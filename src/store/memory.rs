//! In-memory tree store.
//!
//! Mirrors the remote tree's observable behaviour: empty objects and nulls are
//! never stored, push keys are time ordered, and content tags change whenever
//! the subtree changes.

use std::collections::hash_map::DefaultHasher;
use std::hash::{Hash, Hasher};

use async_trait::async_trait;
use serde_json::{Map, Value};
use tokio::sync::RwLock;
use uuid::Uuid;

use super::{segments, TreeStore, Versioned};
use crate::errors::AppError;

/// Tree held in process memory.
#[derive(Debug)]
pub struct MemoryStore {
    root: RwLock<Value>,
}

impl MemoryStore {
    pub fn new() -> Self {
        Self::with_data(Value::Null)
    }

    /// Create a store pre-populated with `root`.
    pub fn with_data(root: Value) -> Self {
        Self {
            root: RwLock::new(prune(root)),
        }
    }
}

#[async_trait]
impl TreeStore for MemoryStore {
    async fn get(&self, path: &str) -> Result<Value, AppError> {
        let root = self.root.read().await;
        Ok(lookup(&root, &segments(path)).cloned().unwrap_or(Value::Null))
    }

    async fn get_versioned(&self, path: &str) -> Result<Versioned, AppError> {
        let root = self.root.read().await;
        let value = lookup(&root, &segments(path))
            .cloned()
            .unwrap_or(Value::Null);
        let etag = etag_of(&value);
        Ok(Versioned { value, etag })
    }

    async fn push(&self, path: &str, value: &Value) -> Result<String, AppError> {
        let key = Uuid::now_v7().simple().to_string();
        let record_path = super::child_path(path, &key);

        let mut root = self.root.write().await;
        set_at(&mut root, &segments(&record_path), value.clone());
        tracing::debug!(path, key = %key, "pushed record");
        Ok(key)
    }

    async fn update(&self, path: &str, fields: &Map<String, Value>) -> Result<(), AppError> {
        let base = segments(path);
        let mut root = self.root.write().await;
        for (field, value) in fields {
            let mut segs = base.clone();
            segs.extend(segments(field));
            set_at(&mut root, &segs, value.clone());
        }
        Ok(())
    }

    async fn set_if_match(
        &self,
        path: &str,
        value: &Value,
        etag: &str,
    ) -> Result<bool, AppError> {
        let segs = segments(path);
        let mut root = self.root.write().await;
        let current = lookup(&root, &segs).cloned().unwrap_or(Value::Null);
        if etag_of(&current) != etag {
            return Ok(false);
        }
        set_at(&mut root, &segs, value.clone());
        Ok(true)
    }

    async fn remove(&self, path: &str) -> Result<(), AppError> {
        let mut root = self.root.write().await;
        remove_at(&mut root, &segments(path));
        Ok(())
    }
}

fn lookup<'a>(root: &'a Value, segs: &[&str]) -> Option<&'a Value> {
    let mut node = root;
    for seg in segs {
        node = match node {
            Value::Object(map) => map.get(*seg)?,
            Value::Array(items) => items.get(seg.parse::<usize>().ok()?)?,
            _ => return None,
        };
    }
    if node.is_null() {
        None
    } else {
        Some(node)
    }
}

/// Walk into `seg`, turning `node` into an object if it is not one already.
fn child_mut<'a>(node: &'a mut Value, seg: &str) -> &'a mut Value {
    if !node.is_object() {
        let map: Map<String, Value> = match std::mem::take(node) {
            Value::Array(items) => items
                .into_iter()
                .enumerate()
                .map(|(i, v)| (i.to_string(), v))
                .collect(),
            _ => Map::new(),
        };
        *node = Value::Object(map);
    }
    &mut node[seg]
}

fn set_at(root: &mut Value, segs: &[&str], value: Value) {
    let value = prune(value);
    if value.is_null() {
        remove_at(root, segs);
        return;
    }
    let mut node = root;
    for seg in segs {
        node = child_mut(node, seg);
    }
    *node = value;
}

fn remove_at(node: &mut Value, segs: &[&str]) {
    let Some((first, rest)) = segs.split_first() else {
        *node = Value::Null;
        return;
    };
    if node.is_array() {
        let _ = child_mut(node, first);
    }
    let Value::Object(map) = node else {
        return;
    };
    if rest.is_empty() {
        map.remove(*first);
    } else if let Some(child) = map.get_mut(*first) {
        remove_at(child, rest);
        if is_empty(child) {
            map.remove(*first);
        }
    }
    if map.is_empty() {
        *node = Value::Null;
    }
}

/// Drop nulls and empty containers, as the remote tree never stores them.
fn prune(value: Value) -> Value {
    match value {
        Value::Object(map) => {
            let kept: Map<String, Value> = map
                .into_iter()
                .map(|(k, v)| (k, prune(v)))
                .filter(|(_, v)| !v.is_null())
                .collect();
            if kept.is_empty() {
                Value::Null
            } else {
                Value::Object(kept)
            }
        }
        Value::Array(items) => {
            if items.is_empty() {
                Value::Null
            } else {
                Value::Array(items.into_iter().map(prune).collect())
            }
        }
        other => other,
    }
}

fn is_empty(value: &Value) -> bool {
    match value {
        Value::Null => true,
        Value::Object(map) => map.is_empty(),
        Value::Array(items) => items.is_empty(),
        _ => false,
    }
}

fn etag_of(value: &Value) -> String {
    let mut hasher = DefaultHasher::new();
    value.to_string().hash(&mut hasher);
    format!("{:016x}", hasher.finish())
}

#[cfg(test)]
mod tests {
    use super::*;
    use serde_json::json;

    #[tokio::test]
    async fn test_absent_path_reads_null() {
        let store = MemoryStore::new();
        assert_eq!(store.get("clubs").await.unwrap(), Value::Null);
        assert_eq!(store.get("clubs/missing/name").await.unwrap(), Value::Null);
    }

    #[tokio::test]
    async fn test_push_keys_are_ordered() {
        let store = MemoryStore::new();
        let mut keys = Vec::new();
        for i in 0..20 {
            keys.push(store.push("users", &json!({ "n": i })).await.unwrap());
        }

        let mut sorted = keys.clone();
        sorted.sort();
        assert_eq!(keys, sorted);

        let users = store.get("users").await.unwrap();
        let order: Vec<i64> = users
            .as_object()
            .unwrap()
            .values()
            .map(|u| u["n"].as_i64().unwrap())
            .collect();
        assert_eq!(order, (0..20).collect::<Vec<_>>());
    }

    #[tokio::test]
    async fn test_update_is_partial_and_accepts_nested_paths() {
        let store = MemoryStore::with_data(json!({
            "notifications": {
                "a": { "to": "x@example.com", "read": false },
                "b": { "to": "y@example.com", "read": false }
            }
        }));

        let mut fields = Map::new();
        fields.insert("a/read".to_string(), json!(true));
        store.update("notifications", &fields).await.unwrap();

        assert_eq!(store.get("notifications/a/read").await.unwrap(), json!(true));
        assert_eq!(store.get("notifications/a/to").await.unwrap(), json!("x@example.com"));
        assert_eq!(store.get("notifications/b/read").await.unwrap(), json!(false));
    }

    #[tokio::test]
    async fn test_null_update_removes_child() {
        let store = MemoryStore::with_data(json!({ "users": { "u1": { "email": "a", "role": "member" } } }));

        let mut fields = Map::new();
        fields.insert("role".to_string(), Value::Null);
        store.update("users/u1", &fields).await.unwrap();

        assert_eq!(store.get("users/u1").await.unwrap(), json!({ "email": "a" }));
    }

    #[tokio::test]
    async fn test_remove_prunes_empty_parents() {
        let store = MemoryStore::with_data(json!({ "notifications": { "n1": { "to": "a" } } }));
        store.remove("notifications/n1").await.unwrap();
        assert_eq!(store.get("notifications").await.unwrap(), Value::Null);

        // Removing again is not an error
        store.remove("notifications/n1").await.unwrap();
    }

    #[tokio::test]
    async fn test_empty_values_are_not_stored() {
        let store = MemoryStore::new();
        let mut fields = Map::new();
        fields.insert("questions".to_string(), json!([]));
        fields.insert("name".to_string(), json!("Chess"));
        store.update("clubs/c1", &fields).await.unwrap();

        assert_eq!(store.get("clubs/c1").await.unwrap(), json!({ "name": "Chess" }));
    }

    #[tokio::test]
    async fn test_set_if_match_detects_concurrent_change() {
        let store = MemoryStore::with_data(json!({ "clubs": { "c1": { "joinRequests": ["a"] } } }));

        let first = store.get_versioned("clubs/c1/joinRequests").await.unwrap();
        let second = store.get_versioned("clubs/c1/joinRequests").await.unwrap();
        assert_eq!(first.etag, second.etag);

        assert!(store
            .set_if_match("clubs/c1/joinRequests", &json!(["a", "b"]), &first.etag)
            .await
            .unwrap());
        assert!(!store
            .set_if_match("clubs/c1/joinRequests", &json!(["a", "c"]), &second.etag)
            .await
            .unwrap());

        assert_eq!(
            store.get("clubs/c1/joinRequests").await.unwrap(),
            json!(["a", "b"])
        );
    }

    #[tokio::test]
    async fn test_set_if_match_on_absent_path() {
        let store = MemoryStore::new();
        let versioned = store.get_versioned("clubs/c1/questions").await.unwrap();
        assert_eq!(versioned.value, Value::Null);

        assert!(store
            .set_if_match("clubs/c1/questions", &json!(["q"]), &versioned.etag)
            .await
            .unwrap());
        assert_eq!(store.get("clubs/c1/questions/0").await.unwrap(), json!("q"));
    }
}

---+---

* **TASK ITEM**:
For every line in the data above that has the string "first", return that line.

* **WRITTEN ANSWER**:
    let Some((first, rest)) = segs.split_first() else {
        let _ = child_mut(node, first);
        map.remove(*first);
    } else if let Some(child) = map.get_mut(*first) {
            map.remove(*first);
        let first = store.get_versioned("clubs/c1/joinRequests").await.unwrap();
        assert_eq!(first.etag, second.etag);
            .set_if_match("clubs/c1/joinRequests", &json!(["a", "b"]), &first.etag)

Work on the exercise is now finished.